目前的研究尚未能明确引起VALF的原因,颈部创伤[8]、高血压、动脉粥样硬化、严重的颈椎病、颈椎间盘突出均可能引发椎动脉畸形。Danziger和Bloch[9]认为椎动脉内血流动力学改变,例如高血压或动脉粥样硬化病史,能够造成椎动脉损伤,引起扭曲折叠。Oga等[10]则认为,颈椎退变、颈椎间盘突出、椎间高度下降也是VALF的发病原因之一。同时我们也注意到,该患者除左侧椎动脉于C3,4水平出现VALF,而在右侧C5,6水平亦在横突孔内存在畸形血管,并且出现血管周围骨质破坏,横突孔内侧壁消失,畸形动脉具有向椎间孔和椎管内突入的倾向。这一情况表明,椎动脉畸形造成神经根压迫虽然与神经根和椎动脉的位置密切相关,但VALF的位置并非一成不变,随着VALF对于周围骨质侵蚀,VALF会逐渐移动位置,直至压迫神经根出现相应症状[11]

手术治疗VALF引起的颈肩痛,往往能够取得较好的临床效果。颈前外侧入路可以直接显露迂曲的椎动脉环,通过扩大椎间孔,游离下降迂曲动脉,达到松解神经压迫的目的。颈前外侧入路较后路手术,骨破坏少,能够更好地维持椎体稳定性,但容易损伤喉返神经以及椎动脉[12,13]。颈后入路可以通过半椎板以及部分关节突的切除直接减压神经根,手术操作相对简单,无血管及颈前组织损伤风险,但需切除较多骨质,容易引起颈椎不稳定[14]。因此,治疗VALF的手术方案各有利弊,需根据患者的具体情况进行选择。

本例患者MRI示左侧C4神经根位于迂曲动脉后方,紧贴椎板,因此我们选择后侧入路进行手术。VALF对于周围骨质具有侵蚀作用,会导致左侧侧块变细,而充分减压之后,畸形血管会有一定程度地向后、向下漂移,如果需要在患侧置入侧块螺钉,则在变细的侧块内置入螺钉同时避开已经改变位置的畸形血管是一个巨大的挑战。由于减压过程中,切除了部分C3下关节突、C4上关节突,导致进钉点位置缺失,置钉困难,所以我们并未在患侧行内固定。虽然手术切除了椎板及关节突,但对椎体前中柱并无影响,同时又在对侧行侧块螺钉固定,因此我们认为并不会因手术而引起明显的有症状的椎间不稳。
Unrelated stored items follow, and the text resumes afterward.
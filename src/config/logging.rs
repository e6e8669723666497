//! 日志初始化

use tracing_subscriber::EnvFilter;

use super::{ConfigError, LogConfig};

/// 安装全局 tracing 订阅者
///
/// `RUST_LOG` 优先于配置中的日志级别。已安装过订阅者时直接返回。
pub fn init_tracing(config: &LogConfig) -> Result<(), ConfigError> {
    let log_filter = format!("{},chaptree={}", config.level, config.level);
    let filter = EnvFilter::try_from_default_env()
        .or_else(|_| EnvFilter::try_new(&log_filter))
        .map_err(|e| ConfigError::LoggingError(e.to_string()))?;

    let builder = tracing_subscriber::fmt().with_env_filter(filter);
    let result = if config.json {
        builder.json().try_init()
    } else {
        builder.try_init()
    };

    if let Err(e) = result {
        tracing::debug!("Tracing subscriber already installed: {}", e);
    }

    Ok(())
}
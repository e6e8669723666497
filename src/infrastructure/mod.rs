//! Infrastructure Layer - 基础设施层
//!
//! - fs: 章节文件读写辅助

pub mod fs;
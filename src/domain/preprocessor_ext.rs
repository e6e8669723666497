//! 预处理器扩展工具
//!
//! 面向以正则匹配标签并改写的预处理器：
//! - 截取标签周围的上下文，用于日志定位
//! - 处理失败时记录警告并保留原文

use std::fmt;
use std::ops::Range;

/// 上下文默认保留的字符数
pub const DEFAULT_CONTEXT_LIMIT: usize = 100;

/// 处理失败时的默认提示
pub const DEFAULT_FAIL_MESSAGE: &str = "Failed to process tag. Skipping.";

/// 源文本中被匹配到的标签
#[derive(Debug, Clone, Copy, PartialEq, Eq)]
pub struct TagMatch<'h> {
    source: &'h str,
    start: usize,
    end: usize,
}

impl<'h> TagMatch<'h> {
    /// 以字节区间构造，区间越界或不在字符边界上时返回 `None`
    pub fn new(source: &'h str, range: Range<usize>) -> Option<Self> {
        source.get(range.clone())?;
        Some(Self {
            source,
            start: range.start,
            end: range.end,
        })
    }

    /// `m` 必须来自 `source` 上的匹配
    pub fn from_regex(source: &'h str, m: regex::Match<'h>) -> Self {
        Self {
            source,
            start: m.start(),
            end: m.end(),
        }
    }

    pub fn source(&self) -> &'h str {
        self.source
    }

    pub fn range(&self) -> Range<usize> {
        self.start..self.end
    }

    /// 标签原文
    pub fn as_str(&self) -> &'h str {
        &self.source[self.start..self.end]
    }

    pub fn context(&self, limit: usize, full_tag: bool) -> String {
        get_tag_context(self, limit, full_tag)
    }
}

/// 标签及其前后各至多 `limit` 个字符
///
/// 两侧被截断时分别补 `...`。标签本身超过 `limit` 且 `full_tag` 为 false 时，
/// 只保留首尾各约 `limit / 2` 个字符，中间以 ` <...> ` 连接。
pub fn get_tag_context(tag: &TagMatch<'_>, limit: usize, full_tag: bool) -> String {
    let before = &tag.source[..tag.start];
    let after = &tag.source[tag.end..];
    let text = tag.as_str();

    let before_len = before.chars().count();
    let after_len = after.chars().count();
    let text_len = text.chars().count();

    let mut context = String::new();
    if before_len > limit {
        context.push_str("...");
    }
    context.extend(before.chars().skip(before_len.saturating_sub(limit)));

    if full_tag || text_len <= limit {
        context.push_str(text);
    } else {
        let tail = (limit + 1) / 2;
        context.extend(text.chars().take(limit / 2));
        context.push_str(" <...> ");
        context.extend(text.chars().skip(text_len - tail));
    }

    context.extend(after.chars().take(limit));
    if after_len > limit {
        context.push_str("...");
    }
    context
}

/// 执行可能失败的处理步骤，失败时记录警告并返回 `None`
pub fn allow_fail<T, E, F>(msg: &str, step: F) -> Option<T>
where
    E: fmt::Display,
    F: FnOnce() -> Result<T, E>,
{
    match step() {
        Ok(value) => Some(value),
        Err(e) => {
            tracing::warn!("{} {}", msg, e);
            None
        }
    }
}

/// 执行标签改写，失败时记录带上下文的警告并返回标签原文
pub fn allow_fail_tag<'h, E, F>(msg: &str, tag: &TagMatch<'h>, step: F) -> String
where
    E: fmt::Display,
    F: FnOnce(&TagMatch<'h>) -> Result<String, E>,
{
    match step(tag) {
        Ok(rewritten) => rewritten,
        Err(e) => {
            tracing::warn!(
                context = %tag.context(DEFAULT_CONTEXT_LIMIT, false),
                "{} {}",
                msg,
                e
            );
            tag.as_str().to_string()
        }
    }
}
总之,本文报道了一例罕见的VALF占据椎间孔压迫神经根,引起颈肩痛的病例。VALF可以通过一系列的影像学检查来诊断,包括X线、CT、MRI等,其中血管造影、CTA、MRA则是诊断的金标准。既往报道的大部分VALF病例均采用手术治疗,并取得满意的治疗效果[15,16]。同时根据动脉畸形的节段以及动脉与神经的位置关系,可以选择不同的手术方式,例如前外侧入路、后入路以及前后路联合。我们采用经后路椎板及部分关节突切除对侧植骨融合内固定术,术中神经减压充分,术后患者恢复良好,症状缓解明显。